The Clements-Rodgers Bond
During their 11 years of working together, QB Rodgers routinely referred to Clements as his “close” friend, an adjective he’s never used when referring to his head coach.
Curiously, Rodgers made no comment upon the departure of Clements. Instead, McCarthy relayed that Rodgers much appreciated Clements’ help.
The ending of such a close relationships reminds me all too much of Favre’s final years in Green Bay. One by one his old teammates left the team, until he had no one of his own era to pal around with. Frank Winters, his teammate of 11 years, left after the 2002 season. Brett’s father died in December of 2003. Favre had a serious concussion in 2004. By 2005, he was contemplating retirement, and the game had clearly lost a good deal of its luster for the aging 35-year-old.
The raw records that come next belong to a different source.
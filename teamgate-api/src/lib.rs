//! # TeamGate API Server Library
//!
//! HTTP surface of the TeamGate access-control layer: registration and
//! login, token refresh, and role-gated user and team administration.
//!
//! ## Modules
//!
//! - `app`: Application state and router builder
//! - `config`: Configuration management
//! - `error`: Error handling and HTTP response mapping
//! - `routes`: API route handlers

pub mod app;
pub mod config;
pub mod error;
pub mod routes;
/// Identity store port
///
/// Workflows depend on [`IdentityStore`] only; the store handle is injected
/// at startup and is the only state shared between requests.
///
/// # Adapters
///
/// - [`postgres::PgIdentityStore`]: sqlx queries against the bundled schema
/// - [`memory::MemoryIdentityStore`]: in-process maps, used by tests
///
/// Every read excludes soft-deleted rows. Writes against a missing or
/// soft-deleted row report "not found" through `Option`/`bool` returns
/// rather than an error.

pub mod memory;
pub mod postgres;

use async_trait::async_trait;
use chrono::{DateTime, Utc};
use uuid::Uuid;

use crate::auth::authorization::{TeamVisibility, UserVisibility};
use crate::models::team::{CreateTeam, Team, UpdateTeam};
use crate::models::user::{CreateUser, UpdateUser, User};

pub use memory::MemoryIdentityStore;
pub use postgres::PgIdentityStore;

/// Message reported when an email is already taken by a live user
pub const EMAIL_TAKEN: &str = "email déjà utilisé";

/// Error type for store operations
#[derive(Debug, thiserror::Error)]
pub enum StoreError {
    /// Unique constraint violation
    #[error("{0}")]
    Conflict(String),

    /// Backend unreachable (pool timeout, closed pool, I/O)
    #[error("Store unavailable: {0}")]
    Unavailable(String),

    /// Any other database failure
    #[error("Database error: {0}")]
    Database(#[from] sqlx::Error),
}

/// Persistence port for users, teams and manager links
#[async_trait]
pub trait IdentityStore: Send + Sync {
    /// Whether at least one live admin exists
    async fn admin_exists(&self) -> Result<bool, StoreError>;

    async fn create_user(&self, data: CreateUser) -> Result<User, StoreError>;

    async fn find_user_by_id(&self, id: Uuid) -> Result<Option<User>, StoreError>;

    /// Exact, case-sensitive email lookup
    async fn find_user_by_email(&self, email: &str) -> Result<Option<User>, StoreError>;

    /// Live users matching `visibility`, oldest first
    async fn list_users(&self, visibility: &UserVisibility) -> Result<Vec<User>, StoreError>;

    /// Applies a partial update; `None` when the user does not exist
    ///
    /// A role change away from manager drops the user's manager links in the
    /// same write.
    async fn update_user(&self, id: Uuid, changes: UpdateUser) -> Result<Option<User>, StoreError>;

    /// Tombstones a user; `false` when already deleted or absent
    async fn soft_delete_user(&self, id: Uuid) -> Result<bool, StoreError>;

    /// Replaces the user's refresh token unconditionally
    ///
    /// Returns `false` when the user does not exist or is deleted.
    async fn store_refresh_token(
        &self,
        user_id: Uuid,
        token: &str,
        expires_at: DateTime<Utc>,
    ) -> Result<bool, StoreError>;

    /// Compare-and-swap rotation
    ///
    /// Writes `new` only if the stored token still equals `old` and has not
    /// expired. Returns whether the swap happened.
    async fn rotate_refresh_token(
        &self,
        user_id: Uuid,
        old: &str,
        new: &str,
        expires_at: DateTime<Utc>,
    ) -> Result<bool, StoreError>;

    /// Clears the refresh token and its expiry
    async fn revoke_refresh_token(&self, user_id: Uuid) -> Result<(), StoreError>;

    async fn create_team(&self, data: CreateTeam) -> Result<Team, StoreError>;

    async fn find_team_by_id(&self, id: Uuid) -> Result<Option<Team>, StoreError>;

    /// Live teams matching `visibility`, oldest first
    async fn list_teams(&self, visibility: &TeamVisibility) -> Result<Vec<Team>, StoreError>;

    async fn update_team(&self, id: Uuid, changes: UpdateTeam) -> Result<Option<Team>, StoreError>;

    async fn soft_delete_team(&self, id: Uuid) -> Result<bool, StoreError>;

    /// Live teams linked to `user_id` as manager
    async fn managed_team_ids(&self, user_id: Uuid) -> Result<Vec<Uuid>, StoreError>;

    /// Live employees whose `team_id` is `team_id`
    async fn list_team_employees(&self, team_id: Uuid) -> Result<Vec<User>, StoreError>;

    /// Live managers linked to `team_id`
    async fn list_team_managers(&self, team_id: Uuid) -> Result<Vec<User>, StoreError>;

    /// Links a manager to a team; linking twice is a no-op
    async fn add_team_manager(&self, team_id: Uuid, user_id: Uuid) -> Result<(), StoreError>;

    /// Unlinks a manager from a team; unlinking an absent link is a no-op
    async fn remove_team_manager(&self, team_id: Uuid, user_id: Uuid) -> Result<(), StoreError>;

    /// Connectivity check for health reporting
    async fn ping(&self) -> Result<(), StoreError>;
}
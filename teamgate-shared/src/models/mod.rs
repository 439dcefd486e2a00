/// Domain models for TeamGate
///
/// # Models
///
/// - `user`: User accounts, roles and the public user projection
/// - `team`: Teams and their member listings
///
/// Relations are id-based: a user points at its creator and team by id,
/// and manager/team links live in the store as id pairs. Nothing here
/// embeds another entity, so the admin → team → manager cycle never
/// materialises as an object graph.

pub mod team;
pub mod user;
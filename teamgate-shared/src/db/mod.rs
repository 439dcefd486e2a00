/// Database layer
///
/// - `pool`: PostgreSQL connection pool with a health check
/// - `migrations`: Embedded schema migrations
///
/// Queries themselves live in [`crate::store::postgres`].

pub mod migrations;
pub mod pool;
/// Common test utilities for HTTP tests
///
/// Builds the full router over an in-memory identity store with a cheap
/// Argon2 parameter set, and provides request/response helpers.

use std::sync::Arc;
use std::time::Duration;

use axum::body::Body;
use axum::http::{Request, StatusCode};
use serde_json::{json, Value};
use teamgate_api::app::{build_router, AppState};
use teamgate_api::config::{ApiConfig, Config, DatabaseConfig, JwtConfig};
use teamgate_shared::auth::password::Argon2Hasher;
use teamgate_shared::store::MemoryIdentityStore;
use tower::Service as _;

pub const PASSWORD: &str = "password123";

/// Test context containing the router and its backing store
pub struct TestContext {
    pub app: axum::Router,
    pub store: Arc<MemoryIdentityStore>,
}

impl TestContext {
    pub fn new() -> Self {
        let config = Config {
            api: ApiConfig {
                host: "127.0.0.1".to_string(),
                port: 0,
                cors_origins: vec!["*".to_string()],
            },
            database: DatabaseConfig {
                url: "postgresql://unused".to_string(),
                max_connections: 1,
            },
            jwt: JwtConfig {
                secret: "api-test-secret-key-at-least-32-bytes".to_string(),
                access_ttl: Duration::from_secs(24 * 3600),
                refresh_ttl: Duration::from_secs(168 * 3600),
            },
        };

        let store = Arc::new(MemoryIdentityStore::new());
        let hasher = Arc::new(Argon2Hasher::with_params(8, 1, 1).unwrap());
        let state = AppState::new(config, store.clone(), hasher).unwrap();

        Self {
            app: build_router(state),
            store,
        }
    }

    /// Sends a request and returns the status with the parsed JSON body
    ///
    /// An empty body parses as `Value::Null`.
    pub async fn send(
        &self,
        method: &str,
        uri: &str,
        token: Option<&str>,
        body: Option<Value>,
    ) -> (StatusCode, Value) {
        let mut builder = Request::builder().method(method).uri(uri);
        if let Some(token) = token {
            builder = builder.header("authorization", format!("Bearer {}", token));
        }

        let request = match body {
            Some(body) => builder
                .header("content-type", "application/json")
                .body(Body::from(body.to_string()))
                .unwrap(),
            None => builder.body(Body::empty()).unwrap(),
        };

        let response = self.app.clone().call(request).await.unwrap();
        let status = response.status();
        let bytes = axum::body::to_bytes(response.into_body(), usize::MAX)
            .await
            .unwrap();

        let value = if bytes.is_empty() {
            Value::Null
        } else {
            serde_json::from_slice(&bytes).unwrap()
        };

        (status, value)
    }

    /// Registers a user; `token` must be an admin's once an admin exists
    pub async fn register(
        &self,
        token: Option<&str>,
        email: &str,
        role: Option<&str>,
        team_id: Option<&str>,
    ) -> (StatusCode, Value) {
        let mut body = json!({
            "email": email,
            "password": PASSWORD,
            "first_name": "Alex",
            "last_name": "Martin",
        });
        if let Some(role) = role {
            body["role"] = json!(role);
        }
        if let Some(team_id) = team_id {
            body["team_id"] = json!(team_id);
        }

        self.send("POST", "/register", token, Some(body)).await
    }

    /// Logs in with the shared test password and returns the login body
    pub async fn login(&self, email: &str) -> Value {
        let (status, body) = self
            .send(
                "POST",
                "/login",
                None,
                Some(json!({ "email": email, "password": PASSWORD })),
            )
            .await;
        assert_eq!(status, StatusCode::OK, "login failed: {}", body);
        body
    }

    /// Bootstraps the first admin and returns its access token
    pub async fn admin_token(&self) -> String {
        let (status, body) = self.register(None, "admin@example.com", None, None).await;
        assert_eq!(status, StatusCode::CREATED, "bootstrap failed: {}", body);

        token_of(&self.login("admin@example.com").await)
    }

    /// Creates a team as `admin` and returns its id
    pub async fn create_team(&self, admin: &str, name: &str) -> String {
        let (status, body) = self
            .send("POST", "/teams", Some(admin), Some(json!({ "name": name })))
            .await;
        assert_eq!(status, StatusCode::CREATED, "team creation failed: {}", body);
        body["id"].as_str().unwrap().to_string()
    }

    /// Creates a user as `admin`, logs it in and returns (id, access token)
    pub async fn user_with_token(
        &self,
        admin: &str,
        email: &str,
        role: &str,
        team_id: Option<&str>,
    ) -> (String, String) {
        let (status, body) = self.register(Some(admin), email, Some(role), team_id).await;
        assert_eq!(status, StatusCode::CREATED, "registration failed: {}", body);

        let id = body["user"]["id"].as_str().unwrap().to_string();
        (id, token_of(&self.login(email).await))
    }
}

pub fn token_of(login: &Value) -> String {
    login["token"].as_str().unwrap().to_string()
}

/// Emails of a JSON array of users, sorted
pub fn emails(users: &Value) -> Vec<String> {
    let mut emails: Vec<String> = users
        .as_array()
        .unwrap()
        .iter()
        .map(|u| u["email"].as_str().unwrap().to_string())
        .collect();
    emails.sort();
    emails
}
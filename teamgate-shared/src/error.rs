/// Workflow error taxonomy
///
/// Every workflow in [`crate::services`] returns [`ServiceError`]. The HTTP
/// layer maps each variant onto exactly one status code:
///
/// | Variant        | Status |
/// |----------------|--------|
/// | `Validation`   | 400    |
/// | `InvalidRole`  | 400    |
/// | `Unauthorized` | 401    |
/// | `Forbidden`    | 403    |
/// | `NotFound`     | 404    |
/// | `Conflict`     | 409    |
/// | `Internal`     | 500    |

use crate::auth::authorization::AuthzError;
use crate::auth::jwt::JwtError;
use crate::auth::password::PasswordError;
use crate::store::StoreError;

/// Workflow result type alias
pub type ServiceResult<T> = Result<T, ServiceError>;

/// Error type for workflow operations
#[derive(Debug, thiserror::Error)]
pub enum ServiceError {
    /// Malformed or missing input
    #[error("{0}")]
    Validation(String),

    /// Requested role is not one of employee, manager, admin
    #[error("rôle invalide")]
    InvalidRole,

    /// Missing, invalid or expired credentials
    #[error("{0}")]
    Unauthorized(String),

    /// Authenticated but not allowed
    #[error("{0}")]
    Forbidden(String),

    /// Entity absent or soft-deleted
    #[error("{0}")]
    NotFound(String),

    /// Unique constraint violation
    #[error("{0}")]
    Conflict(String),

    /// Hashing, signing or store failure
    #[error("internal error: {0}")]
    Internal(String),
}

impl From<StoreError> for ServiceError {
    fn from(err: StoreError) -> Self {
        match err {
            StoreError::Conflict(msg) => ServiceError::Conflict(msg),
            other => ServiceError::Internal(other.to_string()),
        }
    }
}

impl From<PasswordError> for ServiceError {
    fn from(err: PasswordError) -> Self {
        ServiceError::Internal(format!("password operation failed: {}", err))
    }
}

impl From<JwtError> for ServiceError {
    fn from(err: JwtError) -> Self {
        match err {
            JwtError::CreateError(msg) => ServiceError::Internal(msg),
            _ => ServiceError::Unauthorized("token invalide".to_string()),
        }
    }
}

impl From<AuthzError> for ServiceError {
    fn from(err: AuthzError) -> Self {
        match err {
            AuthzError::InvalidRole => ServiceError::InvalidRole,
            AuthzError::AdminRequired(action) => ServiceError::Forbidden(action.denial().to_string()),
            AuthzError::AccessDenied => ServiceError::Forbidden(err.to_string()),
        }
    }
}

#[cfg(test)]
mod tests {
    use super::*;
    use crate::auth::authorization::AdminAction;

    #[test]
    fn test_store_conflict_maps_to_conflict() {
        let err: ServiceError = StoreError::Conflict("email déjà utilisé".to_string()).into();
        assert!(matches!(err, ServiceError::Conflict(ref m) if m == "email déjà utilisé"));
    }

    #[test]
    fn test_store_failure_maps_to_internal() {
        let err: ServiceError = StoreError::Unavailable("connection reset".to_string()).into();
        assert!(matches!(err, ServiceError::Internal(_)));
    }

    #[test]
    fn test_authz_mapping() {
        let err: ServiceError = AuthzError::AdminRequired(AdminAction::CreateTeam).into();
        assert_eq!(err.to_string(), "seul un admin peut créer des teams");

        let err: ServiceError = AuthzError::InvalidRole.into();
        assert!(matches!(err, ServiceError::InvalidRole));

        let err: ServiceError = AuthzError::AccessDenied.into();
        assert!(matches!(err, ServiceError::Forbidden(_)));
    }

    #[test]
    fn test_jwt_errors_are_unauthorized() {
        let err: ServiceError = JwtError::Expired.into();
        assert!(matches!(err, ServiceError::Unauthorized(_)));
    }
}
He was 38 when he bitterly parted ways with the Packers.
What Does the Future Hold?
Under Clements’ watch, Rodgers won two league MVP awards. Not only has Rodgers’ friend departed, if Julius Peppers doesn’t return, Aaron will become the oldest player on the team. It’s reasonable to expect that Rodgers will face similar changes and challenges over his next five years to those that Brett faced.
The upcoming season will be the first time as a starting quarterback that Aaron Rodgers will not have Clements at his back. I’m not worried about Rodgers declining physically. I am worried that the burdens of the job and pressure from being in the spotlight are going to take a toll on Aaron – just like they did on Brett. Who would have thought, when Brett was 33, that he would ever be wearing another team’s jersey?
Big Mike offered up no reason why Clements was let go. My question for the coach: how can your decision to dismiss Tom Clements be viewed as a positive development for the Green Bay Packers?